The ASCO committee stresses that excessive alcohol use can delay or have a negative impact on cancer treatment and that reducing high-risk alcohol consumption constitutes cancer prevention. Joining other cancer care and public health organizations, ASCO supports strategies to prevent high-risk alcohol consumption, including the following measures:

  • Development of clinical strategies for alcohol screening and brief intervention provided in clinical settings
  • Regulation of alcohol outlet density
  • Increases in alcohol taxes and prices
  • Maintenance of limits on days and hours of sale
  • Enhanced enforcement of laws prohibiting sales to minors
  • Restriction of youth exposure to advertising of alcoholic beverages
  • Resistance to further privatization of retail alcohol sales in communities with current government control
  • Inclusion of alcohol control strategies in comprehensive cancer control plans.
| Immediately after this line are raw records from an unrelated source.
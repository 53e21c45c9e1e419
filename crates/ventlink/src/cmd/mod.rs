use clap::{Args, Subcommand};
use std::path::PathBuf;
use ventlink_backend::MessageType;

use crate::exit::CliResult;
use crate::output::OutputFormat;

pub mod crc;
pub mod decode;
pub mod encode;
pub mod schedule;
pub mod simulate;
pub mod version;

#[derive(Subcommand, Debug)]
pub enum Command {
    /// Compute the CRC-32C of some bytes.
    Crc(CrcArgs),
    /// Encode one state value into a complete wire frame.
    Encode(EncodeArgs),
    /// Decode captured wire frames.
    Decode(DecodeArgs),
    /// Show the state broadcast schedule.
    Schedule(ScheduleArgs),
    /// Run a device and a host backend against each other.
    Simulate(SimulateArgs),
    /// Show version information.
    Version(VersionArgs),
}

pub fn run(command: Command, format: OutputFormat) -> CliResult<i32> {
    match command {
        Command::Crc(args) => crc::run(args, format),
        Command::Encode(args) => encode::run(args, format),
        Command::Decode(args) => decode::run(args, format),
        Command::Schedule(args) => schedule::run(args, format),
        Command::Simulate(args) => simulate::run(args, format),
        Command::Version(args) => version::run(args),
    }
}

#[derive(Args, Debug)]
pub struct CrcArgs {
    /// Input bytes as hex.
    #[arg(required_unless_present = "text", conflicts_with = "text")]
    pub hex: Option<String>,
    /// Input as a UTF-8 string.
    #[arg(long)]
    pub text: Option<String>,
}

#[derive(Args, Debug)]
pub struct EncodeArgs {
    /// State kind, e.g. `sensor_measurements`.
    pub kind: MessageType,
    /// State value as JSON. Missing fields default to zero.
    #[arg(long)]
    pub json: Option<String>,
    /// Datagram sequence number.
    #[arg(long, default_value = "0")]
    pub sequence: u8,
}

#[derive(Args, Debug)]
pub struct DecodeArgs {
    /// Wire bytes as hex. A missing trailing delimiter is added.
    pub hex: String,
}

#[derive(Args, Debug)]
pub struct ScheduleArgs {
    /// JSON schedule or backend config file.
    #[arg(long, value_name = "FILE")]
    pub config: Option<PathBuf>,
}

#[derive(Args, Debug)]
pub struct SimulateArgs {
    /// Number of clock ticks to run.
    #[arg(long, default_value = "90")]
    pub ticks: u32,
    /// JSON schedule or backend config file for the device side.
    #[arg(long, value_name = "FILE")]
    pub config: Option<PathBuf>,
    /// Drop every Nth device frame on the wire.
    #[arg(long, value_name = "N")]
    pub drop_every: Option<u32>,
}

#[derive(Args, Debug)]
pub struct VersionArgs {
    /// Show extended build provenance.
    #[arg(long)]
    pub extended: bool,
}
In addition, the statement cites ASCO’s support of efforts to eliminate “pinkwashing” from the marketing of alcoholic beverages. Pinkwashing is a form of “cause marketing” characterized by a company using the color pink or pink ribbons to show commitment to finding a cure for breast cancer. As stated by the authors: “Given the consistent evidence that shows the link between alcohol consumption and an increased risk of breast cancer, alcoholic beverage companies should be discouraged from using the symbols of the battle against breast cancer to market their products.”

Role of the Oncologist

The ASCO statement stresses that oncologists are situated to play a major role in efforts to reduce alcohol-related risks, both as front-line providers who can help patients reduce high-risk alcohol use, and potentially avoid adverse effects on treatment, and as community advisors and leaders who can help raise awareness of alcohol consumption as a cancer risk factor. ■

DISCLOSURE: Dr. LoConte has a consulting or advisory role with Celgene. For full disclosures of the statement authors, visit


1. LoConte NK, Brewster AM, Kaur JS, et al: Alcohol and cancer: A statement of the American Society of Clinical Oncology. J Clin Oncol. November 7, 2017 (early release online).

Alcohol Consumption

  • The National Institute of Alcohol Abuse and Alcoholism defines a standard drink as one that contains roughly 14 g of pure alcohol, which is the equivalent of 1.5 ounces of distilled spirits (approximately 40% alcohol by volume); 5 ounces of wine (approximately 12% alcohol by volume); or 12 ounces of regular beer (approximately 5% alcohol by volume).
  • In the ASCO Statement, a moderate drinker is defined as up to 1 drink/day for women and up to
    2 drinks/day for men.
  • A heavy drinker defined as 8 or more drinks/week or 3 or more drinks/day for women, and as 15 or more drinks/week or 4 or more drinks/day for men.